YOUR ASSIGNMENT:
Nothing but the lines from the start of the records below through the line that has "Eq, PartialEq, Serialize)]" should appear, each exactly as given.

BEGIN INFORMATION PROVIDED

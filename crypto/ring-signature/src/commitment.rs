// Copyright (c) 2025 The Vela Foundation

//! Pedersen commitments to amounts.

use crate::{ring_signature::Error, PedersenGens};
use core::{
    cmp::Ordering,
    fmt,
    hash::{Hash, Hasher},
};
use curve25519_dalek::{
    ristretto::{CompressedRistretto, RistrettoPoint},
    scalar::Scalar,
};
use hex_fmt::HexFmt;
use serde::{Deserialize, Serialize};

/// A Pedersen commitment in decompressed form, ready for group arithmetic.
#[derive(Clone, Copy, Debug, Default, Eq, PartialEq)]
pub struct Commitment {
    /// The commitment `value * B + blinding * B_blinding`.
    pub point: RistrettoPoint,
}

impl Commitment {
    /// Commit to `value` with the given blinding factor.
    pub fn new(value: u64, blinding: Scalar, generator: &PedersenGens) -> Self {
        Self {
            point: generator.commit(Scalar::from(value), blinding),
        }
    }
}

impl TryFrom<&CompressedCommitment> for Commitment {
    type Error = Error;

    fn try_from(src: &CompressedCommitment) -> Result<Self, Self::Error> {
        let point = src.point.decompress().ok_or(Error::InvalidCurvePoint)?;
        Ok(Self { point })
    }
}

/// A Pedersen commitment as it appears on the wire.
#[derive(Clone, Copy, Default, Deserialize, Eq, PartialEq, Serialize)]
pub struct CompressedCommitment {
    /// The compressed commitment point.
    pub point: CompressedRistretto,
}

impl CompressedCommitment {
    /// Commit to `value` with the given blinding factor.
    pub fn new(value: u64, blinding: Scalar, generator: &PedersenGens) -> Self {
        Self::from(&Commitment::new(value, blinding, generator))
    }

    /// View the underlying bytes.
    pub fn as_bytes(&self) -> &[u8; 32] {
        self.point.as_bytes()
    }
}

impl From<&Commitment> for CompressedCommitment {
    fn from(src: &Commitment) -> Self {
        Self {
            point: src.point.compress(),
        }
    }
}

impl From<CompressedRistretto> for CompressedCommitment {
    fn from(point: CompressedRistretto) -> Self {
        Self { point }
    }
}

impl AsRef<[u8; 32]> for CompressedCommitment {
    fn as_ref(&self) -> &[u8; 32] {
        self.as_bytes()
    }
}

impl Ord for CompressedCommitment {
    fn cmp(&self, other: &Self) -> Ordering {
        self.as_bytes().cmp(other.as_bytes())
    }
}

impl PartialOrd for CompressedCommitment {
    fn partial_cmp(&self, other: &Self) -> Option<Ordering> {
        Some(self.cmp(other))
    }
}

impl Hash for CompressedCommitment {
    fn hash<H: Hasher>(&self, state: &mut H) {
        self.as_bytes().hash(state)
    }
}

impl fmt::Debug for CompressedCommitment {
    fn fmt(&self, f: &mut fmt::Formatter<'_>) -> fmt::Result {
        write!(f, "CompressedCommitment({})", HexFmt(self.as_bytes()))
    }
}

END INFORMATION PROVIDED

RESULT BELOW:
filename crypto/ring-signature/src/commitment.rs
// Copyright (c) 2025 The Vela Foundation

//! Pedersen commitments to amounts.

use crate::{ring_signature::Error, PedersenGens};
use core::{
    cmp::Ordering,
    fmt,
    hash::{Hash, Hasher},
};
use curve25519_dalek::{
    ristretto::{CompressedRistretto, RistrettoPoint},
    scalar::Scalar,
};
use hex_fmt::HexFmt;
use serde::{Deserialize, Serialize};

/// A Pedersen commitment in decompressed form, ready for group arithmetic.
#[derive(Clone, Copy, Debug, Default, Eq, PartialEq)]
pub struct Commitment {
    /// The commitment `value * B + blinding * B_blinding`.
    pub point: RistrettoPoint,
}

impl Commitment {
    /// Commit to `value` with the given blinding factor.
    pub fn new(value: u64, blinding: Scalar, generator: &PedersenGens) -> Self {
        Self {
            point: generator.commit(Scalar::from(value), blinding),
        }
    }
}

impl TryFrom<&CompressedCommitment> for Commitment {
    type Error = Error;

    fn try_from(src: &CompressedCommitment) -> Result<Self, Self::Error> {
        let point = src.point.decompress().ok_or(Error::InvalidCurvePoint)?;
        Ok(Self { point })
    }
}

/// A Pedersen commitment as it appears on the wire.
#[derive(Clone, Copy, Default, Deserialize, Eq, PartialEq, Serialize)]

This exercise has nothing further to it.